- _What the exercise asks_
In the material below, find every line with "filename" and pull it out.

- _Provided records_
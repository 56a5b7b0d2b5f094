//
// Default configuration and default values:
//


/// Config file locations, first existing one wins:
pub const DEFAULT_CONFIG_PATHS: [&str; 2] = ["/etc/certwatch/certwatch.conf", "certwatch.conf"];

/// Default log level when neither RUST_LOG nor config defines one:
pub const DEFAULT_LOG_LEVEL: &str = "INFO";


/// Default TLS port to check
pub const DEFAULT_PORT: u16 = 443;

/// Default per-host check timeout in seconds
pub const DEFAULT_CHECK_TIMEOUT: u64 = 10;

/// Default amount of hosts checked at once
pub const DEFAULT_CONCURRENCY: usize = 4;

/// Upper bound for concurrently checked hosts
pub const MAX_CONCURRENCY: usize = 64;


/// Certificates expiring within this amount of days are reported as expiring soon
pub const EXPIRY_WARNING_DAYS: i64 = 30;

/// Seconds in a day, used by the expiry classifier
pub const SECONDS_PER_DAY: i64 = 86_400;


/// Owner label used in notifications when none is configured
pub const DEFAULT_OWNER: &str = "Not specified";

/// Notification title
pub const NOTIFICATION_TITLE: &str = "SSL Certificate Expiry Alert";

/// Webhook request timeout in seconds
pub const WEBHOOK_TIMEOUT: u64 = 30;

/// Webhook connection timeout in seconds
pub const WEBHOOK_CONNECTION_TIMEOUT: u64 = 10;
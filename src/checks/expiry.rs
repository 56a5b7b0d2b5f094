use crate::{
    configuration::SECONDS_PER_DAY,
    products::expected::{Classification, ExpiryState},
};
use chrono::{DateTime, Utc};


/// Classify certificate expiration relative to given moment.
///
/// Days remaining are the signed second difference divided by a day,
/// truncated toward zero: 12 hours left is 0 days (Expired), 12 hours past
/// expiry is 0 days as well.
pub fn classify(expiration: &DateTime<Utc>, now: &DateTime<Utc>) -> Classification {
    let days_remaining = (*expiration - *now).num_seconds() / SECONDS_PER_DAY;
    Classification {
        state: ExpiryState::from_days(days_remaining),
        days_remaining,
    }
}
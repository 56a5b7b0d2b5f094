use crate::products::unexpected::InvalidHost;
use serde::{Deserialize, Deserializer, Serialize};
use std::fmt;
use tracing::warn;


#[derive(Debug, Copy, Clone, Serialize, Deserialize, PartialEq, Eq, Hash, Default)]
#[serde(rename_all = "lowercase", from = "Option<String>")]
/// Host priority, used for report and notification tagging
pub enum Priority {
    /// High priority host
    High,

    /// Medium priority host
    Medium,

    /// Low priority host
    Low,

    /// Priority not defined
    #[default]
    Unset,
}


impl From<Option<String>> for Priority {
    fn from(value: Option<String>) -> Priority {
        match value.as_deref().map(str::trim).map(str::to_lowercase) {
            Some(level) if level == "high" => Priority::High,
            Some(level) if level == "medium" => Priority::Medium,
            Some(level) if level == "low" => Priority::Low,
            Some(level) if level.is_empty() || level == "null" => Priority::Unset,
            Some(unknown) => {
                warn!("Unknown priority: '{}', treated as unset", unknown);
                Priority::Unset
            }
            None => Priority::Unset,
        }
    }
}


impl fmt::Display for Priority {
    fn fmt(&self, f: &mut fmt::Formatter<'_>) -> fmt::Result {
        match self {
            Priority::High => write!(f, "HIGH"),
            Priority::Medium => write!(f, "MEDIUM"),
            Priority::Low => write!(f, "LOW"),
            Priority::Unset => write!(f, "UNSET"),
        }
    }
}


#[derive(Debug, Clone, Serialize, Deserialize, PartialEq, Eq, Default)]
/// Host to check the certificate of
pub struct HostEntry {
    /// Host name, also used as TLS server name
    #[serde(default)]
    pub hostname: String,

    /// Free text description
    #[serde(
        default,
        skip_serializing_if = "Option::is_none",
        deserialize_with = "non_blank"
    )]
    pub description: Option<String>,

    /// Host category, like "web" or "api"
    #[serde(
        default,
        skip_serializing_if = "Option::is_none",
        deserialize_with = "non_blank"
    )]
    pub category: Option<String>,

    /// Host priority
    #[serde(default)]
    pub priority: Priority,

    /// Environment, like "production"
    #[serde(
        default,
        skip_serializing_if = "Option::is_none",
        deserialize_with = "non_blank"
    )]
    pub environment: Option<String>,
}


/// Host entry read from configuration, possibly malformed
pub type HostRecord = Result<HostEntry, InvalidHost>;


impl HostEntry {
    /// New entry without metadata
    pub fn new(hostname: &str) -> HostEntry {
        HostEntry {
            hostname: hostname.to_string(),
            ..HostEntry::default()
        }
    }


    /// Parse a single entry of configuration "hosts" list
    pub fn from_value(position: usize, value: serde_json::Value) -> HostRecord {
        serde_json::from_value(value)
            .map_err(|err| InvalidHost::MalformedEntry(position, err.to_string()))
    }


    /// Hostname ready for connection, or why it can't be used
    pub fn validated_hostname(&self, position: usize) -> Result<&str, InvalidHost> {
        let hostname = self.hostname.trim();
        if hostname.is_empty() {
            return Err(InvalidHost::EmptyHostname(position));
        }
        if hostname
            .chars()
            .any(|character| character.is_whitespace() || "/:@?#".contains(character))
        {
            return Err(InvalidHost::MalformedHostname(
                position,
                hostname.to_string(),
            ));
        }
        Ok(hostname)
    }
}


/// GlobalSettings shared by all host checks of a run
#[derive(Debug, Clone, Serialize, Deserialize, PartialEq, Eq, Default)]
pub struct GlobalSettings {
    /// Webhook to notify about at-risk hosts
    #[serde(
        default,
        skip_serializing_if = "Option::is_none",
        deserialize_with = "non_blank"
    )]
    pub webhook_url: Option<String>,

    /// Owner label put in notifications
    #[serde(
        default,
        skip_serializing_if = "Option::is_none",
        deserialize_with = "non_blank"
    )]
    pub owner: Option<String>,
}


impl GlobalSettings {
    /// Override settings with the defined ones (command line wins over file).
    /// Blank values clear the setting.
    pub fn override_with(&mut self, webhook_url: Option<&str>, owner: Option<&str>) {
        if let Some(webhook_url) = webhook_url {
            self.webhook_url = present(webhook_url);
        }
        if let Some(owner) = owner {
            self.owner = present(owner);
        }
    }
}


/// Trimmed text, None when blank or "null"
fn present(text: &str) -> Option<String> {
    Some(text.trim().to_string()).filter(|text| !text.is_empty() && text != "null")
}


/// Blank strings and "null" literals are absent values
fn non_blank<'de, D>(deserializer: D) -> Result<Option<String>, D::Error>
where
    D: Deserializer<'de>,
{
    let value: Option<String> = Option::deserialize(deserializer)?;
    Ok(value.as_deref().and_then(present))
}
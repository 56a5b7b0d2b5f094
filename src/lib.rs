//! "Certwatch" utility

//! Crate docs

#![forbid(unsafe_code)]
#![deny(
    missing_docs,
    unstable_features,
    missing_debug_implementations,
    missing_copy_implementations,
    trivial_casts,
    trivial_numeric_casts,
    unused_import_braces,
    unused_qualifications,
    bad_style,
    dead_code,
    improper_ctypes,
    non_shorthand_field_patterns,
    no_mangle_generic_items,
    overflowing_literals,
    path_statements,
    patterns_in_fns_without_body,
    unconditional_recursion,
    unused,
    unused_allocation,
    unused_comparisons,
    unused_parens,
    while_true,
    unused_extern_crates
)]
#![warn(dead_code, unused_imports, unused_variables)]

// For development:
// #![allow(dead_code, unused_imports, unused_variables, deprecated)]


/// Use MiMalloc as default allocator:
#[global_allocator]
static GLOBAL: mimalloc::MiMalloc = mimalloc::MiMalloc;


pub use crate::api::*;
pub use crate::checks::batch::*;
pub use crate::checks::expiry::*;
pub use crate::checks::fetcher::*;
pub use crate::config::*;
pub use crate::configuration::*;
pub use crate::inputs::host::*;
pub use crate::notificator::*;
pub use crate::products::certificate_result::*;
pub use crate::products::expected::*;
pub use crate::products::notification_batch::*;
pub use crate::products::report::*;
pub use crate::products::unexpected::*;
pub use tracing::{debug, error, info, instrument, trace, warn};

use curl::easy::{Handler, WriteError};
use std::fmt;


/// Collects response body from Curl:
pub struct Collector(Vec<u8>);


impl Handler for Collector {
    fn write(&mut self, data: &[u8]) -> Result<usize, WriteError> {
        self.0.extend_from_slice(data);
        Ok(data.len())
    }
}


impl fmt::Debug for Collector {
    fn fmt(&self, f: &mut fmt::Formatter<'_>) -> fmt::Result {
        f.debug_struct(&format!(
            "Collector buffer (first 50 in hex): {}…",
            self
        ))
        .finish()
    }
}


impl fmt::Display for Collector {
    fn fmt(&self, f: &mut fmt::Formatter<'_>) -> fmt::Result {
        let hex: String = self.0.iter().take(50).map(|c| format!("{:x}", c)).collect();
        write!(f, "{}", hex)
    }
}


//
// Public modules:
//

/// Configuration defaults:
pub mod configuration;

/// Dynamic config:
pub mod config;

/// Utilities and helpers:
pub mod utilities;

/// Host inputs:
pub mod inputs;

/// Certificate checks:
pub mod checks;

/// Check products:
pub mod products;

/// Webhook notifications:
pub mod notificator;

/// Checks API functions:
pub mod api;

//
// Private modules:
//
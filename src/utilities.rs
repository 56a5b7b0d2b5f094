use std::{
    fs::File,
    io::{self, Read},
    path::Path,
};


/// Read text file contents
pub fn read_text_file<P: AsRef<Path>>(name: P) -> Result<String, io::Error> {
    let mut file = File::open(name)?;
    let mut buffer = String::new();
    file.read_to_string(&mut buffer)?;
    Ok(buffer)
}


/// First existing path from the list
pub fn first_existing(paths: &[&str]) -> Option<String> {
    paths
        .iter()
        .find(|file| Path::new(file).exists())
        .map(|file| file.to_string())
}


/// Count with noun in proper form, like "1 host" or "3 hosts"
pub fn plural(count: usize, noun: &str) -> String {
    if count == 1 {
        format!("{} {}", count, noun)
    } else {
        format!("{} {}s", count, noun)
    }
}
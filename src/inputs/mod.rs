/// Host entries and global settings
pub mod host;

- _Result of this task_
filename src/checks/expiry.rs
filename src/lib.rs
filename src/utilities.rs
filename src/inputs/mod.rs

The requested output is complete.